Cities coming out of the recession are facing new challenges with matching their workforce to available jobs, a problem that could be an early indicator of a growing national problem, a new survey has found.

Half of city officials across the nation (53 percent) report that current local workforce skills are “posing a problem for the economic health of their communities,” according to the National League of Cities 2013 Local Economic Conditions Survey released Thursday. In addition, nearly nine in 10 city officials (88 percent) note that workforce alignment has not improved over the past year while eight in 10 (82 percent) report that the percentage of the population with a post-secondary degree has not increased.

The growing lag between workforce skills and employer demand is slowing the employment rate recovery and stalling median income growth, even as cities are reporting improvement in other key areas like real estate values and housing starts.

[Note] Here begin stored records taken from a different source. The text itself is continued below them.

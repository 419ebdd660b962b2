//! Candidate lookup: provider fan-out, dedup, and the fingerprint cache.
//!
//! One provider search per query variant runs in parallel, fail-soft per
//! variant. Results are unioned by `place_id` and cached under a fingerprint
//! of the rounded center, radius and variant set, so nearby queries share
//! cache entries.

use std::collections::HashSet;
use std::sync::Arc;

use sha2::{Digest, Sha256};
use tracing::{debug, info, warn};

use crate::common::{GeoPoint, PlaceCandidate};
use crate::kernel::ServerDeps;

/// All query variants failed; nothing to discover against.
#[derive(Debug, thiserror::Error)]
#[error("places provider unavailable: all {variants} variant searches failed")]
pub struct UpstreamUnavailable {
    pub variants: usize,
}

/// Stable cache key over `(round(lat), round(lng), radius, sorted variants)`.
///
/// Coordinate rounding is the only cache-sharing mechanism: queries within
/// ~100m of each other (at 3 decimal places) hit the same entry.
pub fn fingerprint(center: GeoPoint, radius_m: f64, variants: &[String], round_places: u32) -> String {
    let mut sorted: Vec<&str> = variants.iter().map(String::as_str).collect();
    sorted.sort_unstable();

    let places = round_places as usize;
    let canonical = format!(
        "{lat:.places$}|{lng:.places$}|{radius:.0}|{variants}",
        lat = center.lat,
        lng = center.lng,
        radius = radius_m,
        variants = sorted.join("\x1f"),
    );

    let digest = Sha256::digest(canonical.as_bytes());
    hex::encode(digest)
}

/// Resolve the candidate set for a query, consulting the cache first.
///
/// Cache read/write failures are tolerated (a broken cache degrades to
/// provider calls, it never fails the lookup or poisons future entries).
pub async fn find_candidates(
    deps: &ServerDeps,
    center: GeoPoint,
    radius_m: f64,
    variants: &[String],
) -> Result<Vec<PlaceCandidate>, UpstreamUnavailable> {
    let config = &deps.discovery;
    let key = fingerprint(center, radius_m, variants, config.places_lat_lng_round);

    match deps.places_cache.get(&key).await {
        Ok(Some(cached)) => {
            info!(fingerprint = %key, candidates = cached.len(), "Places cache hit");
            return Ok(cached);
        }
        Ok(None) => debug!(fingerprint = %key, "Places cache miss"),
        Err(e) => warn!(fingerprint = %key, error = %e, "Places cache read failed"),
    }

    // One search per variant, in parallel, each under its own timeout.
    let searches = variants.iter().map(|variant| {
        let places = Arc::clone(&deps.places);
        let variant = variant.clone();
        let timeout = config.places_timeout;
        async move {
            let result =
                tokio::time::timeout(timeout, places.search(&variant, center, radius_m)).await;
            match result {
                Ok(Ok(candidates)) => {
                    debug!(variant = %variant, count = candidates.len(), "Variant search ok");
                    Some(candidates)
                }
                Ok(Err(e)) => {
                    warn!(variant = %variant, error = %e, "Variant search failed");
                    None
                }
                Err(_) => {
                    warn!(variant = %variant, "Variant search timed out");
                    None
                }
            }
        }
    });

    let results = futures::future::join_all(searches).await;

    let succeeded = results.iter().filter(|r| r.is_some()).count();
    if succeeded == 0 {
        return Err(UpstreamUnavailable {
            variants: variants.len(),
        });
    }

    // Union keyed by place_id, first occurrence wins.
    let mut seen: HashSet<String> = HashSet::new();
    let mut candidates: Vec<PlaceCandidate> = Vec::new();
    for result in results.into_iter().flatten() {
        for candidate in result {
            if seen.insert(candidate.place_id.clone()) {
                candidates.push(candidate);
            }
        }
    }

    // Details fallback for candidates missing a website; failures tolerated.
    let lookups = candidates.iter().enumerate().filter_map(|(i, c)| {
        if c.website.is_some() {
            return None;
        }
        let places = Arc::clone(&deps.places);
        let place_id = c.place_id.clone();
        Some(async move {
            match places.website_for(&place_id).await {
                Ok(website) => (i, website),
                Err(e) => {
                    debug!(place_id = %place_id, error = %e, "Website lookup failed");
                    (i, None)
                }
            }
        })
    });
    for (i, website) in futures::future::join_all(lookups).await {
        candidates[i].website = website;
    }

    if let Err(e) = deps.places_cache.put(&key, &candidates).await {
        warn!(fingerprint = %key, error = %e, "Places cache write failed");
    }

    info!(
        fingerprint = %key,
        variants_ok = succeeded,
        variants_total = variants.len(),
        candidates = candidates.len(),
        "Places lookup complete"
    );

    Ok(candidates)
}

#[cfg(test)]
mod tests {
    use super::*;
    use crate::kernel::TestDependencies;

    fn variants() -> Vec<String> {
        vec!["food bank".to_string(), "food pantry".to_string()]
    }

    fn candidate(place_id: &str, website: Option<&str>) -> PlaceCandidate {
        PlaceCandidate {
            place_id: place_id.to_string(),
            name: format!("Pantry {place_id}"),
            formatted_address: "1 Main St, Denver, CO 80202, USA".to_string(),
            lat: 39.74,
            lng: -104.99,
            website: website.map(String::from),
        }
    }

    #[test]
    fn fingerprint_stable_under_coordinate_jitter() {
        let a = fingerprint(GeoPoint::new(39.7390, -104.9900), 8000.0, &variants(), 3);
        let b = fingerprint(
            GeoPoint::new(39.73904, -104.98998),
            8000.0,
            &variants(),
            3,
        );
        assert_eq!(a, b);
    }

    #[test]
    fn fingerprint_differs_on_radius_and_variants() {
        let base = fingerprint(GeoPoint::new(39.739, -104.990), 8000.0, &variants(), 3);
        let other_radius = fingerprint(GeoPoint::new(39.739, -104.990), 9000.0, &variants(), 3);
        assert_ne!(base, other_radius);

        let mut more = variants();
        more.push("community food".to_string());
        let other_variants = fingerprint(GeoPoint::new(39.739, -104.990), 8000.0, &more, 3);
        assert_ne!(base, other_variants);
    }

    #[test]
    fn fingerprint_ignores_variant_order() {
        let forward = fingerprint(GeoPoint::new(39.739, -104.990), 8000.0, &variants(), 3);
        let mut reversed = variants();
        reversed.reverse();
        let backward = fingerprint(GeoPoint::new(39.739, -104.990), 8000.0, &reversed, 3);
        assert_eq!(forward, backward);
    }

    #[tokio::test]
    async fn second_lookup_hits_cache_with_zero_provider_calls() {
        let test_deps = TestDependencies::new();
        test_deps.places.set_results(vec![candidate("p1", Some("https://p1.org"))]);
        let deps = test_deps.deps();
        let center = GeoPoint::new(39.739, -104.990);

        let first = find_candidates(&deps, center, 8000.0, &variants()).await.unwrap();
        assert_eq!(first.len(), 1);
        let calls_after_first = test_deps.places.search_call_count();
        assert_eq!(calls_after_first, 2); // one per variant

        // Slightly jittered center rounds to the same fingerprint.
        let second = find_candidates(
            &deps,
            GeoPoint::new(39.73901, -104.99002),
            8000.0,
            &variants(),
        )
        .await
        .unwrap();
        assert_eq!(second.len(), 1);
        assert_eq!(test_deps.places.search_call_count(), calls_after_first);
        assert_eq!(test_deps.places_cache.put_count(), 1);
    }

    #[tokio::test]
    async fn expired_cache_issues_provider_calls_again() {
        let test_deps = TestDependencies::new();
        test_deps.places.set_results(vec![candidate("p1", Some("https://p1.org"))]);
        let deps = test_deps.deps();
        let center = GeoPoint::new(39.739, -104.990);

        find_candidates(&deps, center, 8000.0, &variants()).await.unwrap();
        test_deps.places_cache.expire_all();

        find_candidates(&deps, center, 8000.0, &variants()).await.unwrap();
        assert_eq!(test_deps.places.search_call_count(), 4);
        assert_eq!(test_deps.places_cache.put_count(), 2);
    }

    #[tokio::test]
    async fn overlapping_variants_dedupe_by_place_id() {
        let test_deps = TestDependencies::new();
        test_deps.places.set_variant_results(
            "food bank",
            vec![candidate("shared", Some("https://a.org")), candidate("only-bank", None)],
        );
        test_deps.places.set_variant_results(
            "food pantry",
            vec![candidate("shared", Some("https://a.org")), candidate("only-pantry", None)],
        );
        let deps = test_deps.deps();

        let found = find_candidates(&deps, GeoPoint::new(39.7, -105.0), 8000.0, &variants())
            .await
            .unwrap();

        let ids: Vec<&str> = found.iter().map(|c| c.place_id.as_str()).collect();
        assert_eq!(found.len(), 3);
        assert_eq!(ids.iter().filter(|id| **id == "shared").count(), 1);
    }

    #[tokio::test]
    async fn website_fallback_fills_missing_sites() {
        let test_deps = TestDependencies::new();
        test_deps
            .places
            .set_results(vec![candidate("p1", None), candidate("p2", Some("https://p2.org"))]);
        test_deps.places.set_website("p1", "https://recovered.org");
        let deps = test_deps.deps();

        let found = find_candidates(&deps, GeoPoint::new(39.7, -105.0), 8000.0, &variants())
            .await
            .unwrap();

        let p1 = found.iter().find(|c| c.place_id == "p1").unwrap();
        assert_eq!(p1.website.as_deref(), Some("https://recovered.org"));
        // Only the candidate missing a website triggered a details call.
        assert_eq!(test_deps.places.details_call_count(), 1);
    }

    #[tokio::test]
    async fn partial_variant_failure_returns_union() {
        let test_deps = TestDependencies::new();
        test_deps.places.set_variant_results("food bank", vec![candidate("p1", None)]);
        test_deps.places.fail_variant("food pantry");
        let deps = test_deps.deps();

        let found = find_candidates(&deps, GeoPoint::new(39.7, -105.0), 8000.0, &variants())
            .await
            .unwrap();
        assert_eq!(found.len(), 1);
    }

    #[tokio::test]
    async fn all_variants_failing_is_upstream_unavailable() {
        let test_deps = TestDependencies::new();
        test_deps.places.set_fail_all(true);
        let deps = test_deps.deps();

        let result = find_candidates(&deps, GeoPoint::new(39.7, -105.0), 8000.0, &variants()).await;
        assert!(result.is_err());
        // A failed lookup never poisons the cache.
        assert_eq!(test_deps.places_cache.put_count(), 0);
    }
}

“What we’re seeing is 15 percent of all [our] vacancies are quite frankly hard to fill because of this skill gap issue,” Chris Coleman, mayor of St. Paul, Minn., and NLC’s first vice president said during a conference call with reporters.

Nationally, it's estimated that up to 600,000 jobs are unfulfilled because employers aren’t finding workers with the skills they need to fill those jobs, according to a separate report by Deloitte Consulting for the Manufacturing Institute.

The NLC survey’s findings could provide a looking glass into future national trends, said Christy McFarland, interim director of the center for research and innovation and author of the report. The survey was conducted in January and sent to chief elected officials in 1,127 cities asking for assessments of their city’s local economic conditions in 2012 and anticipated spending and policy priorities in 2013. The response rate was 28 percent, or 310 cities.

“These are early indicators of economic trends that may not have bubbled up to the national scene,” McFarland said. “Cities are often first to see challenges … with residents and businesses.”

NLC is lobbying Congress to reauthorize the Workforce Investment Act, which provides increased flexibility for state and local officials to establish broad-based labor market systems using federal job training funds for adults, dislocated workers and youth. That includes directing money to community college programs that teach skills needed by local industries.

NLC Executive Director Clarence Anthony said he is pushing for more local government input on that act’s future.

“Local leaders are … important to that element,” he said. “So for the Workforce Investment Act being considered right now, it’s important to us to make sure we are at the table and right now we aren’t.”